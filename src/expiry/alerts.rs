use chrono::NaiveDate;

use super::{classify, days_until};
use crate::models::{ExpiryStatus, PrescriptionAnalysis, TrackedMedicine};

/// One alert per expired or soon-expiring tracked medicine, in input order.
///
/// Medicines that also appear on the prescription get a stronger message.
pub fn synthesize_expiry_alerts(
    analysis: &PrescriptionAnalysis,
    tracked: &[TrackedMedicine],
    today: NaiveDate,
) -> Vec<String> {
    tracked
        .iter()
        .filter_map(|medicine| {
            let name = medicine.name.trim();
            let date = medicine.expiry_date.format("%Y-%m-%d");
            let prescribed = is_prescribed(analysis, name);

            match classify(medicine.expiry_date, today) {
                ExpiryStatus::Expired if prescribed => Some(format!(
                    "{name} expired on {date} and is on this prescription. Get a fresh supply before taking it."
                )),
                ExpiryStatus::Expired => Some(format!("{name} expired on {date}. Do not use it.")),
                ExpiryStatus::Warning => {
                    let days = days_until(medicine.expiry_date, today);
                    let unit = if days == 1 { "day" } else { "days" };
                    let suffix = if prescribed { " It is on this prescription." } else { "" };
                    Some(format!("{name} expires in {days} {unit} ({date}).{suffix}"))
                }
                ExpiryStatus::Safe => None,
            }
        })
        .collect()
}

/// Append alerts not already present (case-insensitive, whitespace-trimmed).
pub fn merge_expiry_alerts(analysis: &mut PrescriptionAnalysis, alerts: Vec<String>) {
    for alert in alerts {
        let key = alert.trim().to_lowercase();
        let duplicate = analysis
            .expiry_alerts
            .iter()
            .any(|existing| existing.trim().to_lowercase() == key);
        if !duplicate && !key.is_empty() {
            analysis.expiry_alerts.push(alert);
        }
    }
}

/// Synthesize and merge in one step.
pub fn apply_expiry_alerts(
    analysis: &mut PrescriptionAnalysis,
    tracked: &[TrackedMedicine],
    today: NaiveDate,
) {
    let alerts = synthesize_expiry_alerts(analysis, tracked, today);
    if !alerts.is_empty() {
        tracing::info!(count = alerts.len(), "Expiry alerts synthesized");
    }
    merge_expiry_alerts(analysis, alerts);
}

/// A tracked name matches a listed one when either name's words appear as a
/// contiguous run of whole words in the other.
fn is_prescribed(analysis: &PrescriptionAnalysis, name: &str) -> bool {
    let tracked = words(name);
    if tracked.is_empty() {
        return false;
    }
    analysis.medicines.iter().any(|m| {
        let listed = words(&m.name);
        !listed.is_empty() && (contains_run(&listed, &tracked) || contains_run(&tracked, &listed))
    })
}

fn words(name: &str) -> Vec<String> {
    name.split(|c: char| !c.is_alphanumeric())
        .filter(|w| !w.is_empty())
        .map(str::to_lowercase)
        .collect()
}

fn contains_run(haystack: &[String], needle: &[String]) -> bool {
    needle.len() <= haystack.len() && haystack.windows(needle.len()).any(|w| w == needle)
}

┄┄┄┄┄┄┄┄┄┄

Would you restate the material word for word, leaving nothing out?

filename src/expiry/alerts.rs
use chrono::NaiveDate;

use super::{classify, days_until};
use crate::models::{ExpiryStatus, PrescriptionAnalysis, TrackedMedicine};

/// One alert per expired or soon-expiring tracked medicine, in input order.
///
/// Medicines that also appear on the prescription get a stronger message.
pub fn synthesize_expiry_alerts(
    analysis: &PrescriptionAnalysis,
    tracked: &[TrackedMedicine],
    today: NaiveDate,
) -> Vec<String> {
    tracked
        .iter()
        .filter_map(|medicine| {
            let name = medicine.name.trim();
            let date = medicine.expiry_date.format("%Y-%m-%d");
            let prescribed = is_prescribed(analysis, name);

            match classify(medicine.expiry_date, today) {
                ExpiryStatus::Expired if prescribed => Some(format!(
                    "{name} expired on {date} and is on this prescription. Get a fresh supply before taking it."
                )),
                ExpiryStatus::Expired => Some(format!("{name} expired on {date}. Do not use it.")),
                ExpiryStatus::Warning => {
                    let days = days_until(medicine.expiry_date, today);
                    let unit = if days == 1 { "day" } else { "days" };
                    let suffix = if prescribed { " It is on this prescription." } else { "" };
                    Some(format!("{name} expires in {days} {unit} ({date}).{suffix}"))
                }
                ExpiryStatus::Safe => None,
            }
        })
        .collect()
}

/// Append alerts not already present (case-insensitive, whitespace-trimmed).
pub fn merge_expiry_alerts(analysis: &mut PrescriptionAnalysis, alerts: Vec<String>) {
    for alert in alerts {
        let key = alert.trim().to_lowercase();
        let duplicate = analysis
            .expiry_alerts
            .iter()
            .any(|existing| existing.trim().to_lowercase() == key);
        if !duplicate && !key.is_empty() {
            analysis.expiry_alerts.push(alert);
        }
    }
}

/// Synthesize and merge in one step.
pub fn apply_expiry_alerts(
    analysis: &mut PrescriptionAnalysis,
    tracked: &[TrackedMedicine],
    today: NaiveDate,
) {
    let alerts = synthesize_expiry_alerts(analysis, tracked, today);
    if !alerts.is_empty() {
        tracing::info!(count = alerts.len(), "Expiry alerts synthesized");
    }
    merge_expiry_alerts(analysis, alerts);
}

/// A tracked name matches a listed one when either name's words appear as a
/// contiguous run of whole words in the other.
fn is_prescribed(analysis: &PrescriptionAnalysis, name: &str) -> bool {
    let tracked = words(name);
    if tracked.is_empty() {
        return false;
    }
    analysis.medicines.iter().any(|m| {
        let listed = words(&m.name);
        !listed.is_empty() && (contains_run(&listed, &tracked) || contains_run(&tracked, &listed))
    })
}

fn words(name: &str) -> Vec<String> {
    name.split(|c: char| !c.is_alphanumeric())
        .filter(|w| !w.is_empty())
        .map(str::to_lowercase)
        .collect()
}

fn contains_run(haystack: &[String], needle: &[String]) -> bool {
    needle.len() <= haystack.len() && haystack.windows(needle.len()).any(|w| w == needle)
}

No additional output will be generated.